Given data:

☆ ☆ ☆

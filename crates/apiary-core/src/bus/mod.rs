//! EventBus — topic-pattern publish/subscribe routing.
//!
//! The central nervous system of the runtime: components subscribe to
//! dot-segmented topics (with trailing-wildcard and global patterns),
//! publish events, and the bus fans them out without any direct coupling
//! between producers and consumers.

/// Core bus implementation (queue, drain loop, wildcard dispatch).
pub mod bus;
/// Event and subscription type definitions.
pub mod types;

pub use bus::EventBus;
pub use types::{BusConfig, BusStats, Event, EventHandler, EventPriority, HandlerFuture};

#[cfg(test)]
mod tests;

☆ ☆ ☆

Try it: All lines of the records above with the word "EventBus" in them are to be copied.

Output below:
//! EventBus — topic-pattern publish/subscribe routing.
pub use bus::EventBus;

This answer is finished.